5 – Atos belicosos de Lunae

Se aproxima como uma fera na noite. Pela primeira vez desde que nasceram, elas conhecerão a guerra

               Alika não foi para o navio como o almirante mandara. Ela conhecia Edward o bastante para saber que ele não negociava depois de o governo se negar a ser anexado ao reino, e o que acontecia em Lus naquele momento era prova disso. Ele planejava algo, provavelmente uma tática sórdida para obter vantagem.

               Sua suspeita estava certa. De longe, escondida atrás de um arbusto, viu Edward acompanhar Inaê até o fim daquele abismo e apontar uma pistola. Alika se levantou num pulo e correu na direção deles, sem saber o porquê de fazer isso, mas antes que desse dois passos, o tremor a jogou de cara no chão. Quando se erguia nos cotovelos para recomeçar a corrida, Inaê e Edward despencaram para o mar lá embaixo.

               A capitã ficou paralisada de choque por alguns instantes antes de correr para longe do farol. Seguiu o mais rápido que suas pernas permitiam para o Edifício Caramuru. Os policiais que ainda montavam guarda receberam-na apontando suas armas de pressão, mas mudaram assim que escutaram que algo acontecera a Inaê.

               Uma mulher que estivera ao lado da rainha quase o tempo inteiro apareceu ao ouvir a comoção e agarrou o pulso de Alika com a força de uma tenaz.

               -- Se um dos seus tiver feito algum mal à minha discípula, “crime de guerra” vai ser brincadeira comparado ao que farei a vocês.

               O rosto dela e dos demais ouvintes passaram de preocupação para horror, à medida que Alika contava o evento no farol. Um homem de cabelo preto bem ralo indagou à mulher, em desespero:

               -- O que faremos, senhorita Meri?

               -- Vamos para o litoral norte imediatamente. Chamem também os pais da princesa.

               Alika foi com Meri e o pequeno grupo de seis policiais, mas não que tivesse escolha, pois para todos os efeitos podia se considerar prisioneira de guerra. Pensando bem agora, não conseguia responder por que fizera tudo aquilo, seguir o almirante e correr direto para os inimigos e alertá-los sobre a princesa. Nada em suas ações fazia sentido.

               Com a manhã avançada, a maré baixara, e uma pequena faixa de areia salpicada de pedras de vários tamanhos que, a julgar pela cor avermelhada, eram pedaços da montanha, separavam o mar do penhasco. Se uma pessoa caísse lá de cima, tinha grande chance de acabar ali, mas não em um estado bonito de se ver.

               -- Separem-se para procurar – Meri comandou e eles se dividiram em duplas, sobrando apenas ela e Alika, a quem se dirigiu – Espero que seja boa em escalada.

               Felizmente Alika era, apesar de fazer um tempinho desde que galgara as montanhas de sua terra. As rochas espalhadas chegavam ao tamanho de uma casa, e os delfinos as escalavam numa velocidade surpreendente. Rapidamente se espalharam e desapareceram de vista.

               Meri esquadrinhava o ambiente, sentindo o desespero crescer, temendo encontrar a qualquer momento um corpo boiando, ou largado entre as pedras. Alika a acompanhava num ritmo mais lento, forçando-a a parar de vez em quando para que a estrangeira a alcançasse. Nessa velocidade não vou encontrar nada, pensou irritada.

               Subiu um uma rocha que lhe deu uma visão quase completa daquele trecho da praia, deserto. Não, algo branco se destacou na cor escura das pedras. Inaê!

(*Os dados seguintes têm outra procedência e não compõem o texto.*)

//! Client configuration

use super::constants::{
    DEFAULT_CANCEL_RETRIES, DEFAULT_REQUEST_TIMEOUT, DEFAULT_RETRY_BASE_DELAY,
    DEFAULT_STATUS_TIMEOUT,
};
use crate::auth::{AuthProvider, StaticAuth};
use crate::{PaymentError, Result};
use std::env;
use std::sync::Arc;
use std::time::Duration;

/// Configuration for [`PaymentIntentClient`](crate::client::PaymentIntentClient)
#[derive(Clone)]
pub struct ClientConfig {
    /// Base URL of the payments API
    pub base_url: String,
    /// Timeout for mutating calls (create, cancel)
    pub timeout: Duration,
    /// Timeout for status reads
    pub status_timeout: Duration,
    /// Transport retries for cancel after the first attempt
    pub max_cancel_retries: u32,
    /// Base backoff between cancel retries
    pub retry_base_delay: Duration,
    /// Credentials source
    pub auth: Arc<dyn AuthProvider>,
}

impl std::fmt::Debug for ClientConfig {
    fn fmt(&self, f: &mut std::fmt::Formatter<'_>) -> std::fmt::Result {
        f.debug_struct("ClientConfig")
            .field("base_url", &self.base_url)
            .field("timeout", &self.timeout)
            .field("status_timeout", &self.status_timeout)
            .field("max_cancel_retries", &self.max_cancel_retries)
            .field("retry_base_delay", &self.retry_base_delay)
            .field("auth", &"<provider>")
            .finish()
    }
}

impl ClientConfig {
    /// Create a new client config with anonymous credentials
    pub fn new(base_url: impl Into<String>) -> Self {
        Self {
            base_url: base_url.into(),
            timeout: DEFAULT_REQUEST_TIMEOUT,
            status_timeout: DEFAULT_STATUS_TIMEOUT,
            max_cancel_retries: DEFAULT_CANCEL_RETRIES,
            retry_base_delay: DEFAULT_RETRY_BASE_DELAY,
            auth: Arc::new(StaticAuth::anonymous()),
        }
    }

    /// Build a config from `PAYMENT_API_*` environment variables
    ///
    /// `PAYMENT_API_URL` is required. `PAYMENT_API_TOKEN`, `PAYMENT_API_CSRF_TOKEN`
    /// and `PAYMENT_API_TIMEOUT_SECS` are optional.
    pub fn from_env() -> Result<Self> {
        let base_url = env::var("PAYMENT_API_URL")
            .map_err(|_| PaymentError::config("PAYMENT_API_URL must be set"))?;

        let auth = StaticAuth::anonymous();
        auth.set_bearer(env::var("PAYMENT_API_TOKEN").ok());
        auth.set_csrf(env::var("PAYMENT_API_CSRF_TOKEN").ok());

        let mut config = Self::new(base_url).with_auth(Arc::new(auth));

        if let Ok(secs) = env::var("PAYMENT_API_TIMEOUT_SECS") {
            let secs: u64 = secs.parse().map_err(|_| {
                PaymentError::config(format!("Invalid PAYMENT_API_TIMEOUT_SECS: {}", secs))
            })?;
            config = config.with_timeout(Duration::from_secs(secs));
        }

        config.validate()?;
        Ok(config)
    }

    /// Validate the configuration
    pub fn validate(&self) -> Result<()> {
        if self.base_url.is_empty() {
            return Err(PaymentError::config("Payments API URL cannot be empty"));
        }

        if !self.base_url.starts_with("http://") && !self.base_url.starts_with("https://") {
            return Err(PaymentError::config(
                "Payments API URL must start with http:// or https://",
            ));
        }

        if self.timeout.is_zero() || self.status_timeout.is_zero() {
            return Err(PaymentError::config("Request timeouts must be non-zero"));
        }

        Ok(())
    }

    /// Set the timeout for mutating calls
    pub fn with_timeout(mut self, timeout: Duration) -> Self {
        self.timeout = timeout;
        self
    }

    /// Set the timeout for status reads
    pub fn with_status_timeout(mut self, timeout: Duration) -> Self {
        self.status_timeout = timeout;
        self
    }

    /// Set the number of cancel retries
    pub fn with_max_cancel_retries(mut self, retries: u32) -> Self {
        self.max_cancel_retries = retries;
        self
    }

    /// Set the base retry backoff
    pub fn with_retry_base_delay(mut self, delay: Duration) -> Self {
        self.retry_base_delay = delay;
        self
    }

    /// Set the credentials provider
    pub fn with_auth(mut self, auth: Arc<dyn AuthProvider>) -> Self {
        self.auth = auth;
        self
    }
}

               Meri desceu o mais rápido que podia, sem prestar atenção onde pisava, e parou abruptamente ao chegar em frente a Inaê, deitada como se estivesse dormindo, imóvel. Só conseguiu olhar desolada para ela. Quando pôde se mexer, os músculos rígidos, ergueu-a nos braços e a segurou no colo como fizera tantas vezes quando ela era criança. Ainda era tão leve.

               -- Se não cheguei a tempo, me desculpe, Inaê – falou baixinho. Alika se aproximou.

               -- Onde está o ferimento do tiro do almirante?

               Havia realmente um pequeno furo na camisa da princesa, mas sem sinal de nenhum sangue, ou de uma ferida.

               -- Espere aí – Meri deitou Inaê novamente no chão, sustentando seus ombros com um braço, e com o outro tirou um pequeno espelho do bolso. Posicionou-o sob o nariz da jovem, e vibrou ao notar que a superfície do vidro embaçara – Ela está viva!

               -- Mas como? – Alika calculou que a rocha onde estavam tinha pelo menos dois metros de altura. Não tinha como uma onda na maré baixa ter jogado Inaê ali em cima, muito menos a deitado naquela posição – E o ferimento dela?

               -- Não há ferida nenhuma – respondeu Meri, puxando a camisa de Inaê e revelando sua pele morena intacta – Tem certeza que o viu atirar nela?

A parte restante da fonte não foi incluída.